These are not aspirations. They are the standing requirements that any system we ship — for ourselves or a customer — must meet. Where a specific engagement’s constraints make a principle impossible to honour fully, we say so in writing, explain the trade-off, and seek explicit customer authorisation rather than compromising silently.
1. Human oversight by design
Every AI system has a designed point of human oversight proportionate to its risk tier. Models that affect a person’s rights, credit, employment, health, or safety carry stronger oversight than internal productivity copilots. Oversight is a product feature — a queue, an interface, a confidence surface — not a meeting.
2. Outcomes grounded in sources
For systems that produce factual claims, we engineer source grounding by default. Every claim should be traceable to a retrieved chunk, a referenced document, or a structured fact. Confident hallucination is a failure of design, not the user’s problem.

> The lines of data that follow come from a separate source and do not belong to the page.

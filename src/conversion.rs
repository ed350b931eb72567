use thiserror::Error;

use crate::quantity::QuantityKind;
use crate::units::*;

/// 단위 변환 시 발생 가능한 오류.
#[derive(Debug, Clone, PartialEq, Eq, Error)]
pub enum ConversionError {
    /// 알 수 없는 단위 문자열
    #[error("알 수 없는 단위: {0}")]
    UnknownUnit(String),
    /// 지원하지 않는 물리량
    #[error("지원하지 않는 물리량: {0}")]
    UnsupportedQuantity(String),
}

/// 문자열로 전달된 단위명을 enum으로 변환한 뒤 지정된 단위로 환산한다.
///
/// 단위 문자열 예시는 `F`, `C`, `psi`, `kPa`, `btu/lb-f`, `kj/kg` 등을 사용할 수 있다.
pub fn convert(
    kind: QuantityKind,
    value: f64,
    from_unit_str: &str,
    to_unit_str: &str,
) -> Result<f64, ConversionError> {
    match kind {
        QuantityKind::Temperature => {
            let from = parse_temperature_unit(from_unit_str)?;
            let to = parse_temperature_unit(to_unit_str)?;
            Ok(convert_temperature(value, from, to))
        }
        QuantityKind::TemperatureDifference => {
            let from = parse_temperature_unit(from_unit_str)?.diff_unit();
            let to = parse_temperature_unit(to_unit_str)?.diff_unit();
            Ok(convert_temperature_diff(value, from, to))
        }
        QuantityKind::Pressure => {
            let from = parse_pressure_unit(from_unit_str)?;
            let to = parse_pressure_unit(to_unit_str)?;
            Ok(convert_pressure(value, from, to))
        }
        QuantityKind::SpecificHeat => {
            let from = parse_specific_heat_unit(from_unit_str)?;
            let to = parse_specific_heat_unit(to_unit_str)?;
            Ok(convert_specific_heat(value, from, to))
        }
        QuantityKind::SpecificEnthalpy => {
            let from = parse_specific_enthalpy_unit(from_unit_str)?;
            let to = parse_specific_enthalpy_unit(to_unit_str)?;
            Ok(convert_specific_enthalpy(value, from, to))
        }
    }
}

/// 물리량 이름과 단위 문자열을 함께 받아 변환한다. CLI 진입점에서 사용한다.
pub fn convert_named(
    kind: &str,
    value: f64,
    from_unit_str: &str,
    to_unit_str: &str,
) -> Result<f64, ConversionError> {
    let kind = QuantityKind::parse(kind)
        .ok_or_else(|| ConversionError::UnsupportedQuantity(kind.to_string()))?;
    convert(kind, value, from_unit_str, to_unit_str)
}

pub fn parse_temperature_unit(s: &str) -> Result<TemperatureUnit, ConversionError> {
    match s.trim().to_lowercase().as_str() {
        "f" | "fahrenheit" | "°f" => Ok(TemperatureUnit::Fahrenheit),
        "c" | "celsius" | "°c" => Ok(TemperatureUnit::Celsius),
        "k" | "kelvin" => Ok(TemperatureUnit::Kelvin),
        "r" | "rankine" | "°r" => Ok(TemperatureUnit::Rankine),
        _ => Err(ConversionError::UnknownUnit(s.to_string())),
    }
}

pub fn parse_pressure_unit(s: &str) -> Result<PressureUnit, ConversionError> {
    match s.trim().to_lowercase().as_str() {
        "psi" | "psia" => Ok(PressureUnit::Psi),
        "pa" | "pascal" => Ok(PressureUnit::Pascal),
        "kpa" | "kilopascal" => Ok(PressureUnit::KiloPascal),
        "bar" | "bara" => Ok(PressureUnit::Bar),
        "atm" => Ok(PressureUnit::Atm),
        _ => Err(ConversionError::UnknownUnit(s.to_string())),
    }
}

fn parse_specific_heat_unit(s: &str) -> Result<SpecificHeatUnit, ConversionError> {
    match s.trim().to_lowercase().as_str() {
        "btu/lb-f" | "btu/lbm-f" | "btu/(lbm·°f)" => Ok(SpecificHeatUnit::BtuPerLbmF),
        "kj/kg-k" | "kj/kgk" | "kj/(kg·k)" => Ok(SpecificHeatUnit::KjPerKgK),
        "j/kg-k" | "j/kgk" | "j/(kg·k)" => Ok(SpecificHeatUnit::JPerKgK),
        _ => Err(ConversionError::UnknownUnit(s.to_string())),
    }
}

fn parse_specific_enthalpy_unit(s: &str) -> Result<SpecificEnthalpyUnit, ConversionError> {
    match s.trim().to_lowercase().as_str() {
        "btu/lb" | "btu/lbm" => Ok(SpecificEnthalpyUnit::BtuPerLbm),
        "kj/kg" => Ok(SpecificEnthalpyUnit::KjPerKg),
        "kcal/kg" => Ok(SpecificEnthalpyUnit::KcalPerKg),
        _ => Err(ConversionError::UnknownUnit(s.to_string())),
    }
}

3. Transparency about AI involvement
End users interacting with AI are told so, in plain language. Where the system makes a material decision about the user, they have access to a human-reviewable explanation, the data inputs used, and an appeals path consistent with applicable regulation.
4. Fairness assessment, not assumption
For models that affect protected outcomes, we evaluate performance and error distribution across subgroups before deployment and on an ongoing cadence. Where we find unjustifiable disparity, we close it before promotion — or we do not promote.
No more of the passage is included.